On another family trip, we went to neighbouring Ile d'Oleron. France's second-largest island (after Corsica), Oleron dwarfs tiny Aix, a speck of flotsam in the sea off its starboard side. While Aix feels like it's floating out to sea, Oleron is connected to the mainland via a nearly two-mile bridge. There are nature reserves, beaches, a 17th-century citadel, and — at the “bout du monde” (“the end of the earth,” as the island's northernmost tip is called) — the Phare de Chassiron lighthouse, perched atop gardens laid out like a navigational compass. We rode the “p'tit train” through the pine forest to the Cote Sauvage, or wild coast, where the wind blows so hard and the air is so salty that the bent trees appear to be the victims of forest fire. Out on this wide stretch of beach, we saw nothing but a few sand yachts — essentially surfboards with three wheels and a sail — speeding across the sand.

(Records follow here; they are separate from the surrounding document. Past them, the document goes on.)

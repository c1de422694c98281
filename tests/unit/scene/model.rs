use super::*;

fn board_json() -> &'static str {
    r#"
{
  "title": "Demo",
  "output_dir": "out",
  "scenes": [
    {
      "number": 2,
      "audio": "audio/s2.wav",
      "effect": "pan_right",
      "segments": [{ "text": "b", "image": "img/s2.png", "clip": "clips/s2.mp4" }]
    },
    {
      "number": 1,
      "audio": "/abs/s1.wav",
      "segments": [{ "text": "a", "image": "img/s1.png" }]
    }
  ]
}
"#
}

#[test]
fn json_defaults_and_ordering() {
    let board: Storyboard = serde_json::from_str(board_json()).unwrap();
    board.validate().unwrap();
    assert_eq!(board.output_name, "video.mp4");
    let ordered = board.ordered_scenes();
    assert_eq!(ordered[0].number, 1);
    assert_eq!(ordered[0].effect, "static");
    assert_eq!(ordered[0].transition, "cut");
    assert_eq!(ordered[1].effect, "pan_right");
}

#[test]
fn relative_paths_rebase_and_absolute_stay() {
    let mut board: Storyboard = serde_json::from_str(board_json()).unwrap();
    board.resolve_relative_to(Path::new("/work"));
    assert_eq!(board.output_path(), PathBuf::from("/work/out/video.mp4"));
    assert_eq!(board.scenes[0].audio, PathBuf::from("/work/audio/s2.wav"));
    assert_eq!(
        board.scenes[0].segments[0].clip,
        Some(PathBuf::from("/work/clips/s2.mp4"))
    );
    assert_eq!(board.scenes[1].audio, PathBuf::from("/abs/s1.wav"));
}

#[test]
fn duplicate_numbers_and_empty_scenes_are_rejected() {
    let mut board: Storyboard = serde_json::from_str(board_json()).unwrap();
    board.scenes[1].number = 2;
    assert!(board.validate().is_err());

    let mut board: Storyboard = serde_json::from_str(board_json()).unwrap();
    board.scenes[0].segments.clear();
    assert!(board.validate().is_err());
}

#[test]
fn segment_constructors() {
    let s = VisualSegment::motion("hi", "a.png", "a.mp4");
    assert_eq!(s.clip.as_deref(), Some(Path::new("a.mp4")));
    assert!(s.motion_prompt.is_none());
    let r = AssetRef::motion("a.mp4", 4.0);
    assert_eq!(r.kind, AssetKind::Motion);
    assert_eq!(r.native_duration, Some(4.0));
    assert_eq!(AssetRef::still("a.png").native_duration, None);
}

Sea salt is gathered by hand in the marshes of the Ile d'Oleron, and the fish is so fresh you could've been swimming with it moments before. One of the greatest pleasures is shopping the local markets for these fruits de mer, and a favourite is wedge sole to be fried up in healthy amounts of butter. In the charming port of La Cotiniere, we arranged a guided tour of the daily fish auction, where large quantities straight off the boat are sold to wholesale buyers. Historically, buyers would cry out their bids, but today it's all electronic, with batches sold at lightning speed at the touch of a button.

Between these excursions, engrossed in Andrew Roberts's excellent new biography Napoleon: A Life, I learned that besides his military exploits and skilled political maneuvers, Napoleon was a prolific writer, obsessed with history and the ancient world. He carried a portable library into battle, and in his missives, he erred toward passionate hyperbole.

An endlessly fascinating personage, Napoleon can also be polarising, even among the French. At dinner one night, for instance, my father-in-law — the usually gregarious patriarch who's prone to bursting into song at the table — eyed my thick tome of a book, and then paused for effect. “He was equally a villain,” he noted. “Think of all the war trophies he hauled off to the Louvre, the loss of life, the animosity he showed to the church.”

I was disappointed to learn that the emperor never set foot on the island, but it was here, in the island town of Boyardville, that the workers lived while building Fort Boyard offshore.

A more recent Herculean venture, in nearby Rochefort, has been the reconstruction of the Hermione, the ship that Lafayette sailed to the New World in 1780 to aid the American revolutionaries. Over a 17-year period, the frigate has been rebuilt true to the original with authentic materials and artisanal craftsmanship.

In April, staffed by a mostly volunteer crew, the Hermione embarked on a trans-Atlantic voyage re-creating Lafayette's. The ship is expected to arrive in Yorktown, Virginia, in early June, before sailing the Atlantic Seaboard with other stops including Alexandria, Annapolis and, on the Fourth of July, New York.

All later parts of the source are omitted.